Богдан снял шапку и набожно перекрестился; то же сделали и его товарищи.
– Ну, хлопцы, – обратился он к козакам, – я с Кнышем отправлюсь на конную, а на ночь заеду к пану отцу, коли жив еще… Вы же – врассыпную между народом, только звоните с оглядкой: здесь много панских ушей…
– Мы им пока за ухо, коли нельзя в ухо, – заметил один козак, рассмеявшись; оправивши одежду и зброю, они спустились с горы и потонули в гудевшей толпе.
Богдан попал в какой–то водоворот, из которого почти не мог выбраться; с трудом пробирался он шаг за шагом вперед, желая объехать базар и направиться прямо к пруду, но встречная волна оттесняла его к яткам… Среди бесформенного гула и выкрикиваний крамарей и погоничей до него донеслись звуки бандуры; голос певца показался ему знакомым, и Богдан стал протискиваться ближе. Вокруг кобзаря краснели что мак верхушки черных и серых смушковых шапок, между которыми то там, то сям пестрели ленты, стрички и хустки ярких цветов, украшавшие грациозные головки дивчат…

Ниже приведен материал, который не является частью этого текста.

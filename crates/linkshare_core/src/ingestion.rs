//! crates/linkshare_core/src/ingestion.rs
//!
//! State container for the link ingestion screen: the URL input, the flat list
//! of previews (most recent first), and the search and category filters.
//!
//! Preview generation is split into `begin_generation` and `finish_generation`
//! so a caller sharing the controller behind a lock can release it while the
//! generator runs. `add_preview` runs both phases for exclusive owners.

use std::sync::Arc;
use tracing::{debug, info, warn};

use crate::classifier;
use crate::domain::{Category, Preview, PreviewDraft};
use crate::filter::{self, Criteria};
use crate::ids;
use crate::ports::{
    Clipboard, Clock, Haptic, HapticFeedback, PortError, PortResult, PreviewGenerator, ShareDispatcher,
};

/// Why a submitted URL did not produce a preview.
#[derive(Debug, Clone, PartialEq, Eq, thiserror::Error)]
pub enum IngestError {
    #[error("Please enter a URL")]
    EmptyUrl,
    #[error("Please enter a valid URL starting with http:// or https://")]
    InvalidUrl,
    #[error("A preview is already being generated")]
    Busy,
    #[error("Failed to generate preview: {0}")]
    GenerationFailed(#[from] PortError),
    #[error("Failed to read the clipboard: {0}")]
    ClipboardUnavailable(PortError),
}

/// The external collaborators the ingestion screen talks to.
#[derive(Clone)]
pub struct IngestionPorts {
    pub generator: Arc<dyn PreviewGenerator>,
    pub clock: Arc<dyn Clock>,
    pub clipboard: Arc<dyn Clipboard>,
    pub share: Arc<dyn ShareDispatcher>,
    pub haptics: Arc<dyn HapticFeedback>,
}

/// A generation that passed validation and is waiting on the generator.
#[derive(Debug, Clone, PartialEq, Eq)]
pub struct PendingPreview {
    pub url: String,
}

pub struct IngestionController {
    previews: Vec<Preview>,
    url_input: String,
    search_query: String,
    selected_category: Option<Category>,
    is_generating: bool,
    last_deep_link: Option<String>,
    ports: IngestionPorts,
}

impl IngestionController {
    pub fn new(ports: IngestionPorts) -> Self {
        Self {
            previews: Vec::new(),
            url_input: String::new(),
            search_query: String::new(),
            selected_category: None,
            is_generating: false,
            last_deep_link: None,
            ports,
        }
    }

    /// Replaces the collection with `previews`, kept in the given order.
    pub fn seed(&mut self, previews: Vec<Preview>) {
        info!("Seeding ingestion list with {} previews", previews.len());
        self.previews = previews;
    }

    // --- Read access ---

    pub fn previews(&self) -> &[Preview] {
        &self.previews
    }

    pub fn url_input(&self) -> &str {
        &self.url_input
    }

    pub fn search_query(&self) -> &str {
        &self.search_query
    }

    pub fn selected_category(&self) -> Option<Category> {
        self.selected_category
    }

    pub fn is_generating(&self) -> bool {
        self.is_generating
    }

    pub fn last_deep_link(&self) -> Option<&str> {
        self.last_deep_link.as_deref()
    }

    pub fn generator(&self) -> Arc<dyn PreviewGenerator> {
        self.ports.generator.clone()
    }

    pub fn criteria(&self) -> Criteria {
        Criteria::default()
            .with_query(self.search_query.clone())
            .with_category(self.selected_category)
    }

    /// The previews to display under the current search and category.
    pub fn visible_previews(&self) -> Vec<&Preview> {
        filter::filter(&self.previews, &self.criteria())
    }

    // --- Input ---

    /// Replaces the URL input. The input is locked while a generation is pending.
    pub fn set_url_input(&mut self, text: impl Into<String>) -> Result<(), IngestError> {
        if self.is_generating {
            return Err(IngestError::Busy);
        }
        self.url_input = text.into();
        Ok(())
    }

    /// Copies non-empty clipboard text into the URL input.
    /// Returns whether the input changed.
    pub async fn paste_from_clipboard(&mut self) -> Result<bool, IngestError> {
        if self.is_generating {
            return Err(IngestError::Busy);
        }
        let text = self
            .ports
            .clipboard
            .read_text()
            .await
            .map_err(IngestError::ClipboardUnavailable)?;
        if text.is_empty() {
            return Ok(false);
        }
        self.url_input = text;
        self.ports.haptics.emit(Haptic::LightImpact);
        Ok(true)
    }

    /// Stores a URL delivered by the platform's deep-link handler.
    pub fn receive_deep_link(&mut self, url: impl Into<String>) {
        let url = url.into();
        debug!("Received deep link: {}", url);
        self.last_deep_link = Some(url);
    }

    // --- Generation ---

    /// Validates the URL input and marks a generation as in flight.
    pub fn begin_generation(&mut self) -> Result<PendingPreview, IngestError> {
        if self.is_generating {
            return Err(IngestError::Busy);
        }
        if self.url_input.is_empty() {
            self.ports.haptics.emit(Haptic::Warning);
            return Err(IngestError::EmptyUrl);
        }
        if !classifier::is_supported_url(&self.url_input) {
            warn!("Rejected malformed URL: {}", self.url_input);
            self.ports.haptics.emit(Haptic::Error);
            return Err(IngestError::InvalidUrl);
        }

        self.is_generating = true;
        self.ports.haptics.emit(Haptic::MediumImpact);
        Ok(PendingPreview {
            url: self.url_input.clone(),
        })
    }

    /// Completes a generation started by `begin_generation`. The in-flight
    /// flag is cleared whatever the outcome.
    pub fn finish_generation(
        &mut self,
        pending: PendingPreview,
        outcome: PortResult<PreviewDraft>,
    ) -> Result<&Preview, IngestError> {
        self.is_generating = false;

        let draft = match outcome {
            Ok(draft) => draft,
            Err(e) => {
                warn!("Preview generation failed for {}: {}", pending.url, e);
                self.ports.haptics.emit(Haptic::Error);
                return Err(IngestError::GenerationFailed(e));
            }
        };

        let now = self.ports.clock.now();
        let id = ids::timestamp_id("", now, |candidate| self.contains(candidate));
        let preview = draft.into_record(id, pending.url, now, ());
        info!("Added preview {} from {}", preview.id, preview.domain);

        self.previews.insert(0, preview);
        self.url_input.clear();
        self.ports.haptics.emit(Haptic::Success);
        Ok(&self.previews[0])
    }

    /// Submits `raw_url` and waits for the generator.
    pub async fn add_preview(&mut self, raw_url: impl Into<String>) -> Result<&Preview, IngestError> {
        self.set_url_input(raw_url)?;
        let pending = self.begin_generation()?;
        let outcome = self.ports.generator.generate(&pending.url).await;
        self.finish_generation(pending, outcome)
    }

    // --- Collection ---

    fn contains(&self, id: &str) -> bool {
        self.previews.iter().any(|p| p.id == id)
    }

    pub fn find(&self, id: &str) -> Option<&Preview> {
        self.previews.iter().find(|p| p.id == id)
    }

    /// Deletes the matching preview. Unknown ids are ignored.
    pub fn remove_preview(&mut self, id: &str) -> bool {
        self.ports.haptics.emit(Haptic::LightImpact);
        let before = self.previews.len();
        self.previews.retain(|p| p.id != id);
        let removed = self.previews.len() != before;
        if removed {
            info!("Removed preview {}", id);
        }
        removed
    }

    /// Hands the preview's URL to the share port. Unknown ids are ignored.
    pub async fn share_preview(&self, id: &str) -> PortResult<bool> {
        let Some(preview) = self.find(id) else {
            return Ok(false);
        };
        self.ports.haptics.emit(Haptic::MediumImpact);
        self.ports.share.share(&preview.url).await?;
        Ok(true)
    }

    // --- Filters ---

    pub fn set_search_query(&mut self, query: impl Into<String>) {
        self.search_query = query.into();
    }

    /// Sets the category filter; `None` is the "All" chip.
    pub fn select_category(&mut self, category: Option<Category>) {
        self.selected_category = category;
    }

    /// Chip behaviour: tapping the active category clears it.
    pub fn toggle_category(&mut self, category: Category) {
        self.selected_category = if self.selected_category == Some(category) {
            None
        } else {
            Some(category)
        };
    }

    pub fn clear_search(&mut self) {
        self.search_query.clear();
        self.selected_category = None;
    }
}
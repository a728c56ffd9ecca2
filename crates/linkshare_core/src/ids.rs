use chrono::{DateTime, Utc};

/// A millisecond-timestamp id with `prefix`, moved forward one millisecond at a
/// time until `taken` rejects it.
pub(crate) fn timestamp_id(prefix: &str, now: DateTime<Utc>, taken: impl Fn(&str) -> bool) -> String {
    let mut millis = now.timestamp_millis();
    loop {
        let id = format!("{prefix}{millis}");
        if !taken(&id) {
            return id;
        }
        millis += 1;
    }
}

#[cfg(test)]
mod tests {
    use super::*;
    use crate::testing::fixed_now;

    #[test]
    fn collisions_move_forward() {
        let now = fixed_now();
        let first = timestamp_id("folder-", now, |_| false);
        assert_eq!(first, format!("folder-{}", now.timestamp_millis()));
        let second = timestamp_id("folder-", now, |id| id == first);
        assert_eq!(second, format!("folder-{}", now.timestamp_millis() + 1));
    }
}
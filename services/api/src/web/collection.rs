//! services/api/src/web/collection.rs
//!
//! Axum handlers for the collection organizer screen: folders, favorites,
//! folder moves and the search, calendar and view-mode state.

use crate::web::protocol::{
    CreateFolderRequest, DateRequest, FavoriteResponse, FolderListResponse, FolderView, MoveRequest,
    SearchRequest, SelectionRequest, VideoListResponse,
};
use crate::web::state::AppState;
use axum::{
    extract::{Path, State},
    http::StatusCode,
    response::{IntoResponse, Json, Response},
};
use linkshare_core::Selection;
use std::sync::Arc;

/// List the videos visible under the current folder, calendar and search state.
#[utoipa::path(
    get,
    path = "/videos",
    responses((status = 200, description = "Visible videos and view state", body = VideoListResponse))
)]
pub async fn list_videos_handler(State(app_state): State<Arc<AppState>>) -> Json<VideoListResponse> {
    let organizer = app_state.organizer.lock().await;
    Json(VideoListResponse::from(&*organizer))
}

/// Replace the search query.
#[utoipa::path(
    put,
    path = "/videos/search",
    request_body = SearchRequest,
    responses((status = 200, description = "Filtered videos", body = VideoListResponse))
)]
pub async fn search_videos_handler(
    State(app_state): State<Arc<AppState>>,
    Json(payload): Json<SearchRequest>,
) -> Json<VideoListResponse> {
    let mut organizer = app_state.organizer.lock().await;
    organizer.set_search_query(payload.query);
    Json(VideoListResponse::from(&*organizer))
}

/// Narrow the list to "all", "favorites" or one folder.
#[utoipa::path(
    put,
    path = "/videos/selection",
    request_body = SelectionRequest,
    responses((status = 200, description = "Filtered videos", body = VideoListResponse))
)]
pub async fn select_folder_handler(
    State(app_state): State<Arc<AppState>>,
    Json(payload): Json<SelectionRequest>,
) -> Json<VideoListResponse> {
    let mut organizer = app_state.organizer.lock().await;
    organizer.select_folder(Selection::parse(&payload.selection));
    Json(VideoListResponse::from(&*organizer))
}

/// Show or hide the calendar; the day filter only applies while it is shown.
#[utoipa::path(
    post,
    path = "/videos/calendar/toggle",
    responses((status = 200, description = "Filtered videos", body = VideoListResponse))
)]
pub async fn toggle_calendar_handler(State(app_state): State<Arc<AppState>>) -> Json<VideoListResponse> {
    let mut organizer = app_state.organizer.lock().await;
    organizer.toggle_calendar();
    Json(VideoListResponse::from(&*organizer))
}

/// Pick the calendar day.
#[utoipa::path(
    put,
    path = "/videos/calendar/date",
    request_body = DateRequest,
    responses((status = 200, description = "Filtered videos", body = VideoListResponse))
)]
pub async fn select_date_handler(
    State(app_state): State<Arc<AppState>>,
    Json(payload): Json<DateRequest>,
) -> Json<VideoListResponse> {
    let mut organizer = app_state.organizer.lock().await;
    organizer.select_date(payload.date);
    Json(VideoListResponse::from(&*organizer))
}

/// Switch between grid and list layout.
#[utoipa::path(
    post,
    path = "/videos/view-mode/toggle",
    responses((status = 200, description = "Videos with the new view mode", body = VideoListResponse))
)]
pub async fn toggle_view_mode_handler(State(app_state): State<Arc<AppState>>) -> Json<VideoListResponse> {
    let mut organizer = app_state.organizer.lock().await;
    organizer.toggle_view_mode();
    Json(VideoListResponse::from(&*organizer))
}

/// Flip a video's favorite flag.
#[utoipa::path(
    post,
    path = "/videos/{id}/favorite",
    params(("id" = String, Path, description = "Video id")),
    responses(
        (status = 200, description = "New favorite flag", body = FavoriteResponse),
        (status = 204, description = "No such video; nothing changed")
    )
)]
pub async fn toggle_favorite_handler(
    State(app_state): State<Arc<AppState>>,
    Path(id): Path<String>,
) -> Response {
    let mut organizer = app_state.organizer.lock().await;
    match organizer.toggle_favorite(&id) {
        Some(is_favorite) => Json(FavoriteResponse { id, is_favorite }).into_response(),
        None => StatusCode::NO_CONTENT.into_response(),
    }
}

/// Open the folder picker for a video.
#[utoipa::path(
    post,
    path = "/videos/{id}/move-request",
    params(("id" = String, Path, description = "Video id")),
    responses((status = 204, description = "Pending move recorded, or the video did not exist"))
)]
pub async fn begin_move_handler(State(app_state): State<Arc<AppState>>, Path(id): Path<String>) -> StatusCode {
    app_state.organizer.lock().await.begin_move(&id);
    StatusCode::NO_CONTENT
}

/// Close the folder picker without moving anything.
#[utoipa::path(
    delete,
    path = "/videos/move-request",
    responses((status = 204, description = "Pending move cleared"))
)]
pub async fn cancel_move_handler(State(app_state): State<Arc<AppState>>) -> StatusCode {
    app_state.organizer.lock().await.cancel_move();
    StatusCode::NO_CONTENT
}

/// Complete the pending move opened with a move request.
#[utoipa::path(
    post,
    path = "/videos/move-request/complete",
    request_body = MoveRequest,
    responses((status = 204, description = "Pending video moved, or no move was pending"))
)]
pub async fn complete_move_handler(
    State(app_state): State<Arc<AppState>>,
    Json(payload): Json<MoveRequest>,
) -> StatusCode {
    app_state.organizer.lock().await.move_pending_to(payload.folder_id);
    StatusCode::NO_CONTENT
}

/// File a video under a folder, or unfile it with `folder_id: null`.
#[utoipa::path(
    post,
    path = "/videos/{id}/move",
    params(("id" = String, Path, description = "Video id")),
    request_body = MoveRequest,
    responses((status = 204, description = "Video moved, or it did not exist"))
)]
pub async fn move_video_handler(
    State(app_state): State<Arc<AppState>>,
    Path(id): Path<String>,
    Json(payload): Json<MoveRequest>,
) -> StatusCode {
    app_state.organizer.lock().await.move_to_folder(&id, payload.folder_id);
    StatusCode::NO_CONTENT
}

/// List folders with their video counts.
#[utoipa::path(
    get,
    path = "/folders",
    responses((status = 200, description = "Folders in creation order", body = FolderListResponse))
)]
pub async fn list_folders_handler(State(app_state): State<Arc<AppState>>) -> Json<FolderListResponse> {
    let organizer = app_state.organizer.lock().await;
    Json(FolderListResponse::from(&*organizer))
}

/// Create a folder. Blank names create nothing.
#[utoipa::path(
    post,
    path = "/folders",
    request_body = CreateFolderRequest,
    responses(
        (status = 201, description = "Folder created", body = FolderView),
        (status = 204, description = "Blank name; nothing created")
    )
)]
pub async fn create_folder_handler(
    State(app_state): State<Arc<AppState>>,
    Json(payload): Json<CreateFolderRequest>,
) -> Response {
    let mut organizer = app_state.organizer.lock().await;
    let Some(folder) = organizer.create_folder(&payload.name).cloned() else {
        return StatusCode::NO_CONTENT.into_response();
    };
    (StatusCode::CREATED, Json(FolderView::new(&folder, &organizer))).into_response()
}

Внутри тесного кольца слушателей сидел по–турецки большого роста и крепкого сложения слепой бард, калека с искривленными ногами, на деревяшках; он, выкрикивая печально рулады, выразительно пел–выговаривал слова какой–то новой думы:
Ой бачить бог, що його віра свята загибає,
Та до Юрка з високого неба волає:
«Годі тобі, Юрку, конем басувати, з змієм ваговати,
Біжи–но краще хрещений мій люд рятувати,
Бо де ж мои церкви, де клейноди, де дзвони?
На святих місцях лиш крюки та ворони!»
Як покрикне ж Юрко: «Гей ви, нещасливі?
Годі вам орати не свои, а ворожі ниви,
Нащо вам чересла, лемеші і рала –
Може б, з них послуга святому богові стала?»
Немою, неподвижною стеной стояли козаки и дивчата; тяжелый массовый вздох выделился стоном среди общего шума и зажег у козаков свирепою отвагой глаза, а у дивчат вызвал слезы. Богдан пробрался к слепцу и бросил в его деревянную мисочку дукат.
По звону ли металла, или по другим неизвестным приметам, но слепец угадал золото и, обведши незрячими очима толпу, прошамкал:
– Ого! И магнаты нас слушают!
– Магнаты без хаты… – ответил Богдан. «Нечай! – промелькнуло у него в голове. – Ей–богу, он!»
– А! Орел приборканный, – буркнул старец, – короткое крыло, а долгие надии…
– Слетятся орлята, то отрастут и крылья.
– Помогай, боже! Давно не слышно было клекоту.
– Послышишь… А что, старче божий, – переменил Богдан тему, – не ведомо ли тебе, батюшка здешний жив или помер?
– Хвала богу! Отец Иван приютился у бывшего ктитаря Гака, что под горой… в яру хата гонтою крыта.
– Спасибо! Я не чаю отъезжать до ночи.
– Гаразд! Коли бог дал… – выговорил кобзарь последнее как–то в нос и усмехнулся в седую, подозрительно белую бороду.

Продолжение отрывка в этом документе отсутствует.